Pierre Berton: A Biography

By A. B. McKillop. McClelland & Stewart, 791 pp, $37.99, hardcover

If you’re looking for a bow tie that exemplifies Canadian history in the second half of the 20th century, really, all you’ve got is Pierre Berton’s.

From his days as a mischievous wartime student journalist at the Ubyssey, through his groundbreaking social criticism in 1965’s The Comfortable Pew (which sold 175,000 copies in Canada alone), and even to his near-deathbed 2004 TV appearance with Rick Mercer showing Canadians how to roll a proper joint, Berton defined the issues of his day. He also knew how to make a point.

A. B. McKillop’s Pierre Berton: A Biography is a carefully measured and nuanced tribute to this man. At 791 pages, it is of course rife with detail. Mostly, it’s the book that Berton deserves. It honours his achievements without fawning. It details his shortcomings without meanness. It’s readable and thoughtful.

For too many Canadians, Berton is just that guy from Front Page Challenge who wrote Klondike and The National Dream, books that only their grandparents would read. McKillop gives us many other Bertons.

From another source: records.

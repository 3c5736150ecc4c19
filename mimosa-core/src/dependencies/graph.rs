use crate::equation::{Equation, EquationKind};
use crate::errors::{SimError, SimResult};
use crate::index::Dimension;
use crate::state::SimulationState;
use crate::variable::VariableKind;
use petgraph::algo::tarjan_scc;
use petgraph::dot::{Config, Dot};
use petgraph::graph::NodeIndex;
use petgraph::visit::EdgeRef;
use petgraph::{Direction, Graph};
use serde::{Deserialize, Serialize};
use std::collections::{BTreeMap, BTreeSet, HashMap};
use std::fmt;
use tracing::debug;

/// Whether an edge constrains the evaluation order within a timestep
#[derive(Debug, Clone, Copy, PartialEq, Eq, Hash, Serialize, Deserialize)]
pub enum EdgeKind {
    /// Read at the same timestep
    Hard,
    /// Read at the previous timestep
    Soft,
}

impl fmt::Display for EdgeKind {
    fn fmt(&self, f: &mut fmt::Formatter<'_>) -> fmt::Result {
        match self {
            EdgeKind::Hard => write!(f, "hard"),
            EdgeKind::Soft => write!(f, "soft"),
        }
    }
}

#[derive(Debug, Clone, PartialEq, Eq, Serialize, Deserialize)]
pub struct GraphNode {
    pub name: String,
    /// False for leaf inputs that must be populated before a run
    pub has_equation: bool,
    pub kind: Option<VariableKind>,
}

impl fmt::Display for GraphNode {
    fn fmt(&self, f: &mut fmt::Formatter<'_>) -> fmt::Result {
        write!(f, "{}", self.name)
    }
}

pub type DGraph = Graph<GraphNode, EdgeKind>;

/// Directed graph of `dependency -> dependent` edges between variables
#[derive(Debug, Clone)]
pub struct DependencyGraph {
    graph: DGraph,
    nodes: BTreeMap<String, NodeIndex>,
}

impl DependencyGraph {
    /// Build the graph for equations whose dependencies have been extracted
    ///
    /// Every equation must write a distinct variable declared in `state` with the
    /// dimensions matching the equation kind.
    pub fn build(equations: &[Equation], state: &SimulationState) -> SimResult<Self> {
        let mut graph = Self {
            graph: Graph::new(),
            nodes: BTreeMap::new(),
        };

        for equation in equations {
            verify_output(equation, state)?;
            let node = graph.node(equation.name(), state);
            if graph.graph[node].has_equation {
                return Err(SimError::DuplicateEquation(equation.name().to_string()));
            }
            graph.graph[node].has_equation = true;
        }

        for equation in equations {
            let dependent = graph.node(equation.name(), state);
            for (names, kind) in [
                (equation.dependencies(), EdgeKind::Hard),
                (equation.prev_time_dependencies(), EdgeKind::Soft),
            ] {
                for name in names {
                    let dependency = graph.node(name, state);
                    graph.graph.add_edge(dependency, dependent, kind);
                }
            }
        }
        Ok(graph)
    }

    fn node(&mut self, name: &str, state: &SimulationState) -> NodeIndex {
        if let Some(index) = self.nodes.get(name) {
            return *index;
        }
        let index = self.graph.add_node(GraphNode {
            name: name.to_string(),
            has_equation: false,
            kind: state.kind_of(name),
        });
        self.nodes.insert(name.to_string(), index);
        index
    }

    pub fn graph(&self) -> &DGraph {
        &self.graph
    }

    pub fn contains(&self, name: &str) -> bool {
        self.nodes.contains_key(name)
    }

    pub fn has_equation(&self, name: &str) -> bool {
        self.nodes
            .get(name)
            .is_some_and(|index| self.graph[*index].has_equation)
    }

    /// Leaf variables without an equation, sorted by name
    pub fn inputs(&self) -> Vec<&str> {
        self.nodes
            .iter()
            .filter(|(_, index)| !self.graph[**index].has_equation)
            .map(|(name, _)| name.as_str())
            .collect()
    }

    /// Inputs which are model variables rather than parameters
    ///
    /// These are the quantities a run may set, such as the abatement rate.
    pub fn control_variables(&self) -> Vec<&str> {
        self.nodes
            .iter()
            .filter(|(_, index)| {
                let node = &self.graph[**index];
                !node.has_equation && node.kind == Some(VariableKind::Variable)
            })
            .map(|(name, _)| name.as_str())
            .collect()
    }

    fn successors(&self, index: NodeIndex, kind: EdgeKind) -> BTreeSet<&str> {
        self.graph
            .edges_directed(index, Direction::Outgoing)
            .filter(|e| *e.weight() == kind)
            .map(|e| self.graph[e.target()].name.as_str())
            .collect()
    }

    /// Every elementary cycle formed by same-timestep dependencies
    ///
    /// Each cycle starts at its lexicographically smallest member and follows the
    /// edges from dependency to dependent. The list is sorted.
    pub fn cycles(&self) -> Vec<Vec<String>> {
        let hard = self
            .graph
            .filter_map(|_, n| Some(n.name.as_str()), |_, e| (*e == EdgeKind::Hard).then_some(()));

        let mut cycles = vec![];
        for component in tarjan_scc(&hard) {
            let mut members: Vec<&str> = component.iter().map(|i| self.graph[*i].name.as_str()).collect();
            members.sort_unstable();

            let self_loop = members.len() == 1
                && self.successors(component[0], EdgeKind::Hard).contains(members[0]);
            if members.len() < 2 && !self_loop {
                continue;
            }

            for (i, start) in members.iter().enumerate() {
                let allowed: BTreeSet<&str> = members[i..].iter().copied().collect();
                let mut path = vec![*start];
                self.walk_cycles(start, &allowed, &mut path, &mut cycles);
            }
        }
        cycles.sort();
        cycles
    }

    fn walk_cycles<'a>(
        &'a self,
        start: &str,
        allowed: &BTreeSet<&str>,
        path: &mut Vec<&'a str>,
        cycles: &mut Vec<Vec<String>>,
    ) {
        let Some(current) = path.last().and_then(|name| self.nodes.get(*name)) else {
            return;
        };
        for next in self.successors(*current, EdgeKind::Hard) {
            if next == start {
                cycles.push(path.iter().map(|n| n.to_string()).collect());
            } else if allowed.contains(next) && !path.contains(&next) {
                path.push(next);
                self.walk_cycles(start, allowed, path, cycles);
                path.pop();
            }
        }
    }

    /// Fail with [`SimError::CircularDependency`] if any cycle exists
    pub fn check_acyclic(&self) -> SimResult<()> {
        let cycles = self.cycles();
        if cycles.is_empty() {
            Ok(())
        } else {
            Err(SimError::CircularDependency { cycles })
        }
    }

    /// Names of the equations in a valid evaluation order
    ///
    /// Kahn's algorithm over the same-timestep edges. Among the nodes that are ready,
    /// the lexicographically smallest name is taken first so the order is reproducible.
    pub fn topological_order(&self) -> SimResult<Vec<&str>> {
        self.check_acyclic()?;

        let mut in_degree: HashMap<NodeIndex, usize> = self
            .graph
            .node_indices()
            .map(|index| {
                let degree = self
                    .graph
                    .edges_directed(index, Direction::Incoming)
                    .filter(|e| *e.weight() == EdgeKind::Hard)
                    .count();
                (index, degree)
            })
            .collect();
        let mut ready: BTreeSet<&str> = self
            .nodes
            .iter()
            .filter(|(_, index)| in_degree[*index] == 0)
            .map(|(name, _)| name.as_str())
            .collect();

        let mut order = Vec::with_capacity(self.graph.node_count());
        while let Some(name) = ready.pop_first() {
            let index = self.nodes[name];
            for next in self.successors(index, EdgeKind::Hard) {
                let next_index = self.nodes[next];
                if let Some(degree) = in_degree.get_mut(&next_index) {
                    *degree -= 1;
                    if *degree == 0 {
                        ready.insert(next);
                    }
                }
            }
            if self.graph[index].has_equation {
                order.push(name);
            }
        }
        Ok(order)
    }

    /// Reorder `equations` into evaluation order
    ///
    /// `equations` must be the set this graph was built from.
    pub fn sort(&self, equations: Vec<Equation>) -> SimResult<Vec<Equation>> {
        let order = self.topological_order()?;
        let mut by_name: HashMap<String, Equation> = equations
            .into_iter()
            .map(|e| (e.name().to_string(), e))
            .collect();

        let sorted = order
            .iter()
            .map(|name| {
                by_name
                    .remove(*name)
                    .ok_or_else(|| SimError::Error(format!("no equation named '{}'", name)))
            })
            .collect::<SimResult<Vec<_>>>()?;
        debug!(order = ?order, "sorted equations");
        Ok(sorted)
    }

    /// Graphviz representation; equations are boxes and soft edges are dashed
    pub fn as_dot(&self) -> Dot<'_, &DGraph> {
        Dot::with_attr_getters(
            &self.graph,
            &[Config::NodeNoLabel, Config::EdgeNoLabel],
            &|_, er| match er.weight() {
                EdgeKind::Hard => String::new(),
                EdgeKind::Soft => "style = dashed".to_string(),
            },
            &|_, (_, node)| {
                let shape = if node.has_equation { "box" } else { "ellipse" };
                format!("label = {:?} shape = {}", node.name, shape)
            },
        )
    }
}

/// The output variable must exist with the dimensions implied by the equation kind
fn verify_output(equation: &Equation, state: &SimulationState) -> SimResult<()> {
    let variable = state
        .variable(equation.name())
        .map_err(|_| SimError::MissingOutputVariable(equation.name().to_string()))?;
    let expected: &[Dimension] = match equation.kind() {
        EquationKind::Global => &[Dimension::Time],
        EquationKind::Regional => &[Dimension::Time, Dimension::Region],
    };
    if variable.dims() != expected {
        return Err(SimError::EquationShapeMismatch {
            equation: equation.name().to_string(),
            kind: equation.kind().to_string(),
            dims: format!("{:?}", variable.dims()),
        });
    }
    Ok(())
}
//! SessionManager and ProxySession (spec §4.2).
//!
//! Concurrent maps keyed by string, grounded in the teacher's `DashMap`
//! global-registry idiom (`proxy/ssl.rs`'s `SSL_MAP`, `proxy/route.rs`'s
//! route tables). Per-session atomic flags avoid a per-session lock.

use std::collections::{HashMap, HashSet};
use std::sync::atomic::{AtomicBool, Ordering};
use std::sync::{Arc, Mutex};
use std::time::{Duration, Instant};

use dashmap::DashMap;

use crate::config::CompiledHostConfig;

/// Value captured by a capture rule: `rule_name -> field -> value`.
pub type CapturedData = HashMap<String, HashMap<String, String>>;

pub struct ProxySession {
    pub id: String,
    pub campaign_id: Option<String>,
    pub recipient_id: Option<String>,
    pub campaign_recipient_id: Option<String>,
    pub domain_name: String,
    pub proxy_id: String,
    pub resolved_target_host: String,
    pub host_config: Arc<CompiledHostConfig>,
    pub created_at: Instant,
    pub required_captures: Mutex<HashSet<String>>,
    pub captured: Mutex<CapturedData>,
    pub next_page_type: Mutex<String>,
    pub is_complete: AtomicBool,
    pub cookie_bundle_submitted: AtomicBool,
}

impl ProxySession {
    pub fn new(
        id: String,
        domain_name: String,
        proxy_id: String,
        resolved_target_host: String,
        host_config: Arc<CompiledHostConfig>,
    ) -> Self {
        let required_captures = host_config
            .ruleset
            .capture
            .iter()
            .filter(|c| c.required)
            .map(|c| c.name.clone())
            .collect();
        Self {
            id,
            campaign_id: None,
            recipient_id: None,
            campaign_recipient_id: None,
            domain_name,
            proxy_id,
            resolved_target_host,
            host_config,
            created_at: Instant::now(),
            required_captures: Mutex::new(required_captures),
            captured: Mutex::new(HashMap::new()),
            next_page_type: Mutex::new(String::new()),
            is_complete: AtomicBool::new(false),
            cookie_bundle_submitted: AtomicBool::new(false),
        }
    }

    /// Records `value` under `rule_name`/`field`; clears the rule from the
    /// required-capture set and flips `is_complete` when it empties.
    pub fn record_capture(&self, rule_name: &str, field: &str, value: String) {
        {
            let mut captured = self.captured.lock().unwrap();
            captured
                .entry(rule_name.to_string())
                .or_default()
                .insert(field.to_string(), value);
        }
        let became_empty = {
            let mut required = self.required_captures.lock().unwrap();
            required.remove(rule_name);
            required.is_empty()
        };
        if became_empty {
            self.is_complete.store(true, Ordering::SeqCst);
        }
    }

    pub fn set_next_page_type(&self, page_type: impl Into<String>) {
        *self.next_page_type.lock().unwrap() = page_type.into();
    }
}

/// Concurrent session store plus the recipient back-index and the unbounded
/// URL-rewrite memo (spec §4.2, open question 9a: sizing left to the caller).
#[derive(Default)]
pub struct SessionManager {
    sessions: DashMap<String, Arc<ProxySession>>,
    recipient_index: DashMap<String, String>,
    url_mappings: DashMap<String, String>,
}

impl SessionManager {
    pub fn new() -> Self {
        Self::default()
    }

    pub fn get(&self, session_id: &str) -> Option<Arc<ProxySession>> {
        self.sessions.get(session_id).map(|s| s.clone())
    }

    pub fn store(&self, session_id: String, session: Arc<ProxySession>) {
        self.sessions.insert(session_id, session);
    }

    /// Removes the session and, if present, its recipient back-mapping.
    pub fn delete(&self, session_id: &str) {
        if let Some((_, session)) = self.sessions.remove(session_id) {
            if let Some(recipient) = &session.campaign_recipient_id {
                self.recipient_index.remove(recipient);
            }
        }
    }

    pub fn get_by_recipient(&self, campaign_recipient_id: &str) -> Option<String> {
        self.recipient_index
            .get(campaign_recipient_id)
            .map(|id| id.clone())
    }

    pub fn store_recipient_mapping(&self, campaign_recipient_id: String, session_id: String) {
        self.recipient_index.insert(campaign_recipient_id, session_id);
    }

    pub fn store_url_mapping(&self, rewritten: String, original: String) {
        self.url_mappings.insert(rewritten, original);
    }

    pub fn get_url_mapping(&self, rewritten: &str) -> Option<String> {
        self.url_mappings.get(rewritten).map(|v| v.clone())
    }

    /// Snapshot-insensitive iteration: concurrent insertions during the call
    /// may or may not be observed.
    pub fn range(&self, mut f: impl FnMut(&str, &Arc<ProxySession>)) {
        for entry in self.sessions.iter() {
            f(entry.key(), entry.value());
        }
    }

    pub fn clear_for_proxy(&self, proxy_id: &str) {
        let to_delete: Vec<String> = self
            .sessions
            .iter()
            .filter(|e| e.value().proxy_id == proxy_id)
            .map(|e| e.key().clone())
            .collect();
        for id in to_delete {
            self.delete(&id);
        }
    }

    pub fn clear_for_domains(&self, names: &HashSet<String>) {
        let to_delete: Vec<String> = self
            .sessions
            .iter()
            .filter(|e| names.contains(&e.value().domain_name))
            .map(|e| e.key().clone())
            .collect();
        for id in to_delete {
            self.delete(&id);
        }
    }

    pub fn cleanup_expired(&self, max_age: Duration) {
        let now = Instant::now();
        let to_delete: Vec<String> = self
            .sessions
            .iter()
            .filter(|e| now.duration_since(e.value().created_at) > max_age)
            .map(|e| e.key().clone())
            .collect();
        for id in to_delete {
            self.delete(&id);
        }
    }

    pub fn len(&self) -> usize {
        self.sessions.len()
    }

    pub fn is_empty(&self) -> bool {
        self.sessions.is_empty()
    }
}

#[cfg(test)]
mod tests {
    use super::*;
    use crate::config::{AccessControl, AccessMode, CompiledRuleset, HostScheme, OnDeny, TlsMode};

    fn host_config() -> Arc<CompiledHostConfig> {
        Arc::new(CompiledHostConfig {
            source_host: "example.com".into(),
            to: "phish.example".into(),
            scheme: HostScheme::Https,
            tls: TlsMode::Managed,
            access: AccessControl {
                mode: AccessMode::Private,
                on_deny: OnDeny::Status(404),
            },
            ruleset: CompiledRuleset::default(),
        })
    }

    #[test]
    fn delete_removes_recipient_mapping() {
        let mgr = SessionManager::new();
        let mut session = ProxySession::new(
            "s1".into(),
            "phish.example".into(),
            "p1".into(),
            "example.com".into(),
            host_config(),
        );
        session.campaign_recipient_id = Some("r1".into());
        let session = Arc::new(session);
        mgr.store("s1".into(), session);
        mgr.store_recipient_mapping("r1".into(), "s1".into());

        mgr.delete("s1");
        assert!(mgr.get("s1").is_none());
        assert!(mgr.get_by_recipient("r1").is_none());
    }

    #[test]
    fn required_capture_completion_flips_is_complete() {
        let mut host = (*host_config()).clone();
        host.ruleset.capture.push(crate::config::CompiledCapture {
            name: "user".into(),
            method: None,
            path: None,
            find: vec![],
            engine: crate::config::CaptureEngine::Regex,
            from: crate::config::CaptureFrom::Any,
            required: true,
            is_navigation_marker: false,
        });
        let session = ProxySession::new(
            "s1".into(),
            "phish.example".into(),
            "p1".into(),
            "example.com".into(),
            Arc::new(host),
        );
        assert!(!session.is_complete.load(Ordering::SeqCst));
        session.record_capture("user", "value", "alice".into());
        assert!(session.is_complete.load(Ordering::SeqCst));
    }

    #[test]
    fn clear_for_proxy_only_removes_matching_sessions() {
        let mgr = SessionManager::new();
        mgr.store(
            "s1".into(),
            Arc::new(ProxySession::new(
                "s1".into(),
                "phish.example".into(),
                "p1".into(),
                "example.com".into(),
                host_config(),
            )),
        );
        mgr.store(
            "s2".into(),
            Arc::new(ProxySession::new(
                "s2".into(),
                "other.example".into(),
                "p2".into(),
                "other.com".into(),
                host_config(),
            )),
        );
        mgr.clear_for_proxy("p1");
        assert!(mgr.get("s1").is_none());
        assert!(mgr.get("s2").is_some());
    }
}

The Toronto Star newspaper columnist who championed consumer issues and fiercely opposed capital punishment. The guy who in 1963 outraged the country and his employers at Maclean’s with a column telling people to lighten up about teenage premarital sex. The hard-drinking workaholic who once shot 16 installments of a TV show in just two days in London, England. The prolific family man whose The Secret World of Og helped change perceptions of what should be permitted in children’s literature. The mediocre novelist whose fictional soft-core sex shenanigans were released with an elaborate What’s My Line?–style “who wrote this book?” prank at a tony Toronto hotel.

The world is besieged by tawdry best-selling biographies that don’t correspond even vaguely to the actual lives of their subjects. That’s not a problem here. Notwithstanding historian Jack Granatstein’s clash with Berton over his sin of “consciously [making] his works ”˜interesting’ ”, readers might even wish for less information and more storytelling.

But McKillop—chair of Carleton’s history department—does not betray his pedigree.

It’s everyone’s good fortune, however, that Berton—who once conspired to paste the head of ailing politician Gerald McGeer on the body of a hospitalized cop for use on the front page of the Vancouver Sun—also stayed true to his (rather more reckless) nature.